Anyone else freaking out?

I feel like I’m the only one NOT ready for this baby to come. I’m 32 weeks and FTM and I feel like I need so much more time. Yes I’m ready to see her and hold her and be a mom but I just feel like there’s so much left to do. I’m so stressed out about finances. I get 12 weeks off and 10 of those are unpaid and my fiancé and I only have like $500 saved. When we first found out I was pregnant we had to save up to move our own house. These past three months since we’ve moved there have been so many birthdays and things we’ve needed for our house and baby we just haven’t been able to put much away. I’m so scared that 8 weeks is not going to be enough to save what we need.

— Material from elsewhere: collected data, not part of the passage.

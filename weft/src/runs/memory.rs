//! In-process run repository for single-node installs and tests.

use std::collections::BTreeMap;

use async_trait::async_trait;
use chrono::Utc;
use dashmap::DashMap;
use serde_json::Value;
use uuid::Uuid;

use super::{RunFilter, RunRecord, RunRepository, RunStatus};
use crate::error::EngineError;

#[derive(Default)]
pub struct MemoryRunRepository {
    records: DashMap<Uuid, RunRecord>,
}

impl MemoryRunRepository {
    pub fn new() -> Self {
        Self::default()
    }
}

#[async_trait]
impl RunRepository for MemoryRunRepository {
    async fn create(&self, record: &RunRecord) -> Result<(), EngineError> {
        self.records.insert(record.run_id, record.clone());
        Ok(())
    }

    async fn update_status(
        &self,
        id: Uuid,
        status: RunStatus,
        error: Option<String>,
    ) -> Result<(), EngineError> {
        let mut record = self
            .records
            .get_mut(&id)
            .ok_or(EngineError::RunNotFound(id))?;
        record.status = status;
        if status.is_terminal() {
            record.completed_at = Some(Utc::now());
        }
        if error.is_some() {
            record.error = error;
        }
        Ok(())
    }

    async fn append_outputs(
        &self,
        id: Uuid,
        partial: &BTreeMap<String, Value>,
    ) -> Result<(), EngineError> {
        let mut record = self
            .records
            .get_mut(&id)
            .ok_or(EngineError::RunNotFound(id))?;
        if let Value::Object(map) = &mut record.outputs {
            for (k, v) in partial {
                map.insert(k.clone(), v.clone());
            }
        }
        Ok(())
    }

    async fn update_completion(
        &self,
        id: Uuid,
        outputs: &Value,
        metrics: &BTreeMap<String, f64>,
        duration_seconds: f64,
        cost_usd: f64,
    ) -> Result<(), EngineError> {
        let mut record = self
            .records
            .get_mut(&id)
            .ok_or(EngineError::RunNotFound(id))?;
        record.outputs = outputs.clone();
        record.metrics = metrics.clone();
        record.duration_seconds = Some(duration_seconds);
        record.cost_usd = Some(cost_usd);
        Ok(())
    }

    async fn get(&self, id: Uuid) -> Result<Option<RunRecord>, EngineError> {
        Ok(self.records.get(&id).map(|r| r.clone()))
    }

    async fn list(&self, filter: &RunFilter) -> Result<Vec<RunRecord>, EngineError> {
        let mut records: Vec<RunRecord> = self
            .records
            .iter()
            .filter(|r| filter.matches(r.value()))
            .map(|r| r.value().clone())
            .collect();
        records.sort_by(|a, b| b.started_at.cmp(&a.started_at));
        if let Some(limit) = filter.limit {
            records.truncate(limit);
        }
        Ok(records)
    }

    async fn list_by_agent(&self, agent_id: &str) -> Result<Vec<RunRecord>, EngineError> {
        let mut records: Vec<RunRecord> = self
            .records
            .iter()
            .filter(|r| r.agent_id.as_deref() == Some(agent_id))
            .map(|r| r.value().clone())
            .collect();
        records.sort_by(|a, b| b.started_at.cmp(&a.started_at));
        Ok(records)
    }
}

#[cfg(test)]
mod tests {
    use super::*;
    use serde_json::json;

    #[tokio::test]
    async fn create_update_get() {
        let repo = MemoryRunRepository::new();
        let record = RunRecord::new("wf", json!({"k": "v"}), "{}".into());
        let id = record.run_id;
        repo.create(&record).await.unwrap();

        repo.update_status(id, RunStatus::Running, None).await.unwrap();
        repo.append_outputs(id, &[("a".to_string(), json!(1))].into_iter().collect())
            .await
            .unwrap();
        repo.update_status(id, RunStatus::Completed, None).await.unwrap();

        let stored = repo.get(id).await.unwrap().unwrap();
        assert_eq!(stored.status, RunStatus::Completed);
        assert_eq!(stored.outputs["a"], json!(1));
        assert!(stored.completed_at.is_some());
        assert!(stored.started_at <= stored.completed_at.unwrap());
    }

    #[tokio::test]
    async fn list_filters_and_orders_newest_first() {
        let repo = MemoryRunRepository::new();
        for name in ["a", "b", "a"] {
            let record = RunRecord::new(name, json!({}), "{}".into());
            repo.create(&record).await.unwrap();
            tokio::time::sleep(std::time::Duration::from_millis(2)).await;
        }
        let all = repo.list(&RunFilter::default()).await.unwrap();
        assert_eq!(all.len(), 3);
        assert!(all[0].started_at >= all[1].started_at);

        let only_a = repo
            .list(&RunFilter {
                workflow: Some("a".into()),
                ..Default::default()
            })
            .await
            .unwrap();
        assert_eq!(only_a.len(), 2);
    }

    #[tokio::test]
    async fn update_on_unknown_run_errors() {
        let repo = MemoryRunRepository::new();
        let err = repo
            .update_status(Uuid::new_v4(), RunStatus::Running, None)
            .await
            .unwrap_err();
        assert!(matches!(err, EngineError::RunNotFound(_)));
    }
}
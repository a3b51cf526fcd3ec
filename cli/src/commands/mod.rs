//! CLI subcommand implementations.

pub mod optimization;
pub mod report;
pub mod run;
pub mod ui;
pub mod validate;

use std::collections::BTreeMap;

use serde_json::Value;
use weft::EngineError;

/// CLI-level error: what happened and which exit code it maps to.
#[derive(Debug)]
pub enum CliError {
    Engine(EngineError),
    /// The run itself failed (the record holds the detail).
    RunFailed(String),
    Runtime(String),
    Interrupted,
}

impl From<EngineError> for CliError {
    fn from(e: EngineError) -> Self {
        CliError::Engine(e)
    }
}

impl std::fmt::Display for CliError {
    fn fmt(&self, f: &mut std::fmt::Formatter<'_>) -> std::fmt::Result {
        match self {
            CliError::Engine(e) => write!(f, "{}", e),
            CliError::RunFailed(msg) => write!(f, "run failed: {}", msg),
            CliError::Runtime(msg) => write!(f, "{}", msg),
            CliError::Interrupted => write!(f, "interrupted"),
        }
    }
}

impl CliError {
    pub fn exit_code(&self) -> u8 {
        match self {
            CliError::Engine(e) if e.is_user_error() => 1,
            CliError::Interrupted => 130,
            _ => 2,
        }
    }
}

/// Parses repeated `KEY=VALUE` arguments. Values that parse as JSON are kept
/// typed (`--input count=3` is an int); everything else is a string.
pub fn parse_inputs(pairs: &[String]) -> Result<BTreeMap<String, Value>, CliError> {
    let mut inputs = BTreeMap::new();
    for pair in pairs {
        let Some((key, raw)) = pair.split_once('=') else {
            return Err(CliError::Engine(EngineError::ConfigParse(format!(
                "--input `{}` is not KEY=VALUE",
                pair
            ))));
        };
        let value = serde_json::from_str(raw).unwrap_or_else(|_| Value::String(raw.to_string()));
        inputs.insert(key.to_string(), value);
    }
    Ok(inputs)
}

/// Supervised child entry: resolve the stable name, deserialize the
/// plain-data config record, and run until the process is terminated.
pub async fn child(name: &str, config_json: &str) -> Result<(), CliError> {
    let parse = |what: &str, e: serde_json::Error| {
        CliError::Runtime(format!("child `{}` config did not parse: {}", what, e))
    };
    match name {
        "dashboard" => {
            let config: serve::DashboardConfig =
                serde_json::from_str(config_json).map_err(|e| parse("dashboard", e))?;
            serve::run_dashboard(config)
                .await
                .map_err(|e| CliError::Runtime(e.to_string()))
        }
        "chat" => {
            let config: serve::ChatConfig =
                serde_json::from_str(config_json).map_err(|e| parse("chat", e))?;
            serve::run_chat(config)
                .await
                .map_err(|e| CliError::Runtime(e.to_string()))
        }
        other => Err(CliError::Runtime(format!("unknown child `{}`", other))),
    }
}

I’ve written it out on paper and it’s almost possible but it’ll be cutting it extremely close. I’m also so stressed because our baby shower is this weekend, and yes I know it’s about celebrating this baby, but because of our financial situation we’re also relying on this to get most of what we need for baby. So far none of the things we really need (diapers, car seat, bassinet, crib mattress) have been purchased off our registry. I’m scared we’re gonna end up buying all those things out of pocket, which we can do but then I won’t be able to afford to take any time off. I just wish I had more time and I knew it would all work out so I could enjoy my pregnancy a little more because it’s going by way too fast. Sorry for the vent but I hate talking about this all the time to my fiancé because I know it stresses him out too and there’s no one else I can really talk to about it.